### [Task description]
The response must consist of the lines below from the one with "#![no_main]" through the one with "assert_eq!(frame.len(), msg.frame_len());", exactly as they appear and with both ends kept.

### [Recorded data]
____________________
//! Fuzz target: `codec::decode`
//!
//! Arbitrary bytes must either be rejected or decode to a message that
//! re-encodes to its own shape and decodes back to itself.
//!
//! cargo fuzz run fuzz_decode

#![no_main]

use libfuzzer_sys::fuzz_target;
use sdbridge::protocol::codec::{Message, decode};

fuzz_target!(|data: &[u8]| {
    let Ok(msg) = decode(data) else {
        return;
    };

    let frame = msg.encode();
    assert_eq!(frame.len(), msg.frame_len());
    assert!(frame.len() <= data.len(), "decoded past the input");
    assert_eq!(decode(&frame).as_ref(), Ok(&msg));

    // Everything but the ignored request result word is carried verbatim.
    if !matches!(msg, Message::ReadRequest { .. }) {
        assert_eq!(&frame[..], &data[..frame.len()]);
    }
});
____________________
### [Answer section]
#![no_main]

use libfuzzer_sys::fuzz_target;
use sdbridge::protocol::codec::{Message, decode};

fuzz_target!(|data: &[u8]| {
    let Ok(msg) = decode(data) else {
        return;
    };

    let frame = msg.encode();
    assert_eq!(frame.len(), msg.frame_len());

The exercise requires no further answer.